Looking at the more popular fuels didn't do much to inspire me. I don't like propane stoves. While lighter than some others I just can't get past dropping those steel canisters in a garbage can. They are easy to use and very fast but that one obstacle has steered me away from them. Yes they can be recycled but not easily where I live. Seems the local government here thinks landfills are still the way to go.
For a short time I pulled out my old Whisperlite. Enough said there.
I tried a Bush Buddy stove. Yes is does solve a number of problems but unfortunately I'm not a great fire builder. I lack the patients it takes to collect all the little pieces of wood to start and maintain a fire for that long. One of my assistant scoutmasters cooks on nothing else but it just wasn't what I required to replace my old alcohol set up.
So decided to try Esbit. It gives a fast hot flame and is a very light fuel. A tab weighs about a half ounce in the package and burns for 13 minutes. Now all I needed was a way slow the down the burn. A review of a small stove that allows you to simmer with Esbit seemed to how the answer. I purchased one of the tiny titanium stoves and gave it a try. It worked great! Just one problem, it requires a separate pot stand. No that may not seem like much of a problem but after a couple of different set ups I decided it was time to make my own stove that would also act as a pot stand and fit easily into my MSR kettle for transportation.

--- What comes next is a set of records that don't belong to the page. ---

use contacts_core::db::open_db_in_memory;
use contacts_core::{
    compile, ContactEntity, ContactRepository, InMemoryContactRepository, RepoError,
    SqliteContactRepository,
};
use rusqlite::Connection;

fn contact(first: &str, last: &str, company: &str, email: &str, phone: &str) -> ContactEntity {
    ContactEntity {
        first_name: first.to_string(),
        last_name: last.to_string(),
        company: company.to_string(),
        email: email.to_string(),
        phone_number: phone.to_string(),
        ..ContactEntity::default()
    }
}

fn seed(repo: &impl ContactRepository) {
    let rows = [
        contact("Al", "Smith", "Acme", "al@acme.com", "1111111"),
        contact("Bo", "Al", "Globex", "bo@globex.com", "2222222"),
        contact("Cy", "Jones", "Acme Industries", "cy@acme.com", ""),
        contact("Äda", "Ñúñez", "", "", "+34 600 000 000"),
        contact("", "", "Initech", "info@initech.com", "3333333"),
        contact("Dee", "Smith-Al", "acme", "", "4444444"),
        ContactEntity {
            note: "a\0bc".to_string(),
            ..contact("Nu", "Lin", "", "nul@example.com", "5555555")
        },
    ];
    for row in rows {
        repo.insert(&row).unwrap();
    }
}

#[test]
fn insert_assigns_increasing_ids_and_get_roundtrips() {
    let conn = open_db_in_memory().unwrap();
    let repo = SqliteContactRepository::try_new(&conn).unwrap();

    let mut input = contact("Al", "Smith", "Acme", "al@acme.com", "1111111");
    input.id = 77;
    let first = repo.insert(&input).unwrap();
    let second = repo
        .insert(&contact("Bo", "Al", "", "bo@x.io", ""))
        .unwrap();

    assert!(first.id > 0);
    assert!(second.id > first.id);
    assert_ne!(first.id, 77);
    assert_eq!(repo.get_by_id(first.id).unwrap(), Some(first));
    assert_eq!(repo.get_by_id(9_999).unwrap(), None);
}

#[test]
fn duplicate_email_phone_pair_is_a_conflict_and_leaves_store_unchanged() {
    let conn = open_db_in_memory().unwrap();
    let repo = SqliteContactRepository::try_new(&conn).unwrap();
    repo.insert(&contact("Al", "Smith", "", "al@acme.com", "1111111"))
        .unwrap();

    let err = repo
        .insert(&contact("Other", "Person", "", "al@acme.com", "1111111"))
        .unwrap_err();
    assert!(matches!(err, RepoError::Conflict(_)));
    assert_eq!(count_rows(&conn), 1);

    // Same email with a different phone is a different pair.
    repo.insert(&contact("Al", "Smith", "", "al@acme.com", "2222222"))
        .unwrap();
    assert_eq!(count_rows(&conn), 2);
}

#[test]
fn update_conflict_and_not_found() {
    let conn = open_db_in_memory().unwrap();
    let repo = SqliteContactRepository::try_new(&conn).unwrap();
    repo.insert(&contact("Al", "Smith", "", "al@acme.com", "1111111"))
        .unwrap();
    let mut second = repo
        .insert(&contact("Bo", "Al", "", "bo@acme.com", "2222222"))
        .unwrap();

    second.email = "al@acme.com".to_string();
    second.phone_number = "1111111".to_string();
    assert!(matches!(
        repo.update(&second).unwrap_err(),
        RepoError::Conflict(_)
    ));
    let unchanged = repo.get_by_id(second.id).unwrap().unwrap();
    assert_eq!(unchanged.email, "bo@acme.com");

    let missing = ContactEntity {
        id: 404,
        ..second.clone()
    };
    assert!(matches!(
        repo.update(&missing).unwrap_err(),
        RepoError::NotFound(404)
    ));
}

#[test]
fn delete_is_hard_and_reports_missing_ids() {
    let conn = open_db_in_memory().unwrap();
    let repo = SqliteContactRepository::try_new(&conn).unwrap();
    let stored = repo
        .insert(&contact("Al", "Smith", "", "", ""))
        .unwrap();

    repo.delete(stored.id).unwrap();
    assert_eq!(repo.get_by_id(stored.id).unwrap(), None);
    assert_eq!(count_rows(&conn), 0);
    assert!(matches!(
        repo.delete(stored.id).unwrap_err(),
        RepoError::NotFound(id) if id == stored.id
    ));
}

#[test]
fn get_all_respects_limit_and_id_order() {
    let conn = open_db_in_memory().unwrap();
    let repo = SqliteContactRepository::try_new(&conn).unwrap();
    seed(&repo);

    let all = repo.get_all(100).unwrap();
    assert_eq!(all.len(), 7);
    assert!(all.windows(2).all(|pair| pair[0].id < pair[1].id));
    assert_eq!(repo.get_all(2).unwrap().len(), 2);
}

#[test]
fn pushdown_scan_matches_in_memory_evaluation() {
    let conn = open_db_in_memory().unwrap();
    let sqlite = SqliteContactRepository::try_new(&conn).unwrap();
    let memory = InMemoryContactRepository::new();
    seed(&sqlite);
    seed(&memory);

    let expressions = [
        "company == \"Acme\"",
        "company != \"Acme\"",
        "(firstName == \"Al\") OR (lastName == \"Al\")",
        "company.Contains(\"cme\")",
        "company.StartsWith(\"Acme\")",
        "lastName.EndsWith(\"Al\")",
        "lastName.EndsWith(\"\")",
        "firstName.StartsWith(\"Ä\") and lastName.Contains(\"úñ\")",
        "email.EndsWith(\".com\") && !(phoneNumber == \"\")",
        "id > 2 AND id <= 5",
        "NOT (id == 1 || id == 2) and company.Contains(\"\")",
        "phoneNumber.StartsWith(\"+34\")",
        "lastName.EndsWith(\"a very long suffix that exceeds every value\")",
        "note.StartsWith(\"a\0b\")",
        "note.EndsWith(\"\0bc\")",
        "note.Contains(\"\0\")",
        "note.StartsWith(\"a\") && !note.EndsWith(\"a\")",
        "note == \"a\0bc\"",
        "note != \"a\"",
    ];

    for expression in expressions {
        let predicate = compile(expression).unwrap();
        let expected: Vec<ContactEntity> = memory
            .get_all(100)
            .unwrap()
            .into_iter()
            .filter(|row| predicate.matches(row))
            .collect();
        assert_eq!(
            sqlite.scan(&predicate, 100).unwrap(),
            expected,
            "sqlite mismatch for {expression}"
        );
        assert_eq!(
            memory.scan(&predicate, 100).unwrap(),
            expected,
            "memory mismatch for {expression}"
        );
    }
}

#[test]
fn embedded_nul_is_significant_in_both_scan_paths() {
    let conn = open_db_in_memory().unwrap();
    let sqlite = SqliteContactRepository::try_new(&conn).unwrap();
    let memory = InMemoryContactRepository::new();
    seed(&sqlite);
    seed(&memory);

    for expression in [
        "note.StartsWith(\"a\0b\")",
        "note.EndsWith(\"\0bc\")",
        "note.Contains(\"\0b\")",
    ] {
        let predicate = compile(expression).unwrap();
        for rows in [
            sqlite.scan(&predicate, 100).unwrap(),
            memory.scan(&predicate, 100).unwrap(),
        ] {
            assert_eq!(rows.len(), 1, "{expression:?}");
            assert_eq!(rows[0].note, "a\0bc");
        }
    }

    let predicate = compile("note.StartsWith(\"a\0c\")").unwrap();
    assert!(sqlite.scan(&predicate, 100).unwrap().is_empty());
    assert!(memory.scan(&predicate, 100).unwrap().is_empty());
}

#[test]
fn scan_respects_limit() {
    let conn = open_db_in_memory().unwrap();
    let repo = SqliteContactRepository::try_new(&conn).unwrap();
    seed(&repo);

    let predicate = compile("id > 0").unwrap();
    let limited = repo.scan(&predicate, 3).unwrap();
    assert_eq!(limited.len(), 3);
    assert_eq!(limited[0].id, 1);
}

#[test]
fn memory_repository_follows_the_same_contract() {
    let repo = InMemoryContactRepository::new();
    let first = repo
        .insert(&contact("Al", "Smith", "", "al@acme.com", "1111111"))
        .unwrap();
    assert_eq!(first.id, 1);
    assert!(matches!(
        repo.insert(&contact("X", "Y", "", "al@acme.com", "1111111"))
            .unwrap_err(),
        RepoError::Conflict(_)
    ));
    assert_eq!(repo.len().unwrap(), 1);

    repo.delete(first.id).unwrap();
    assert!(repo.is_empty().unwrap());
    let next = repo
        .insert(&contact("Al", "Smith", "", "al@acme.com", "1111111"))
        .unwrap();
    assert_eq!(next.id, 2, "ids are never reused");
}

#[test]
fn try_new_rejects_unmigrated_connection() {
    let conn = Connection::open_in_memory().unwrap();
    assert!(matches!(
        SqliteContactRepository::try_new(&conn),
        Err(RepoError::Db(_))
    ));
}

fn count_rows(conn: &Connection) -> i64 {
    conn.query_row("SELECT COUNT(*) FROM contacts;", [], |row| row.get(0))
        .unwrap()
}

After several attempts I came up with this design. It is a chicken can from the canned meats department. I've drilled 15 half inch holes around the top and 2 quarter inch holes at the bottom of the can to allow air to circulate. A half cube burned for over 12 minutes and raised the temperature of a pint of water 110 degrees. That should be enough to bring one of my dehydrated meals to a nice simmer. I've got an over night coming up in just over a week. I'll let you know how it performs in camp.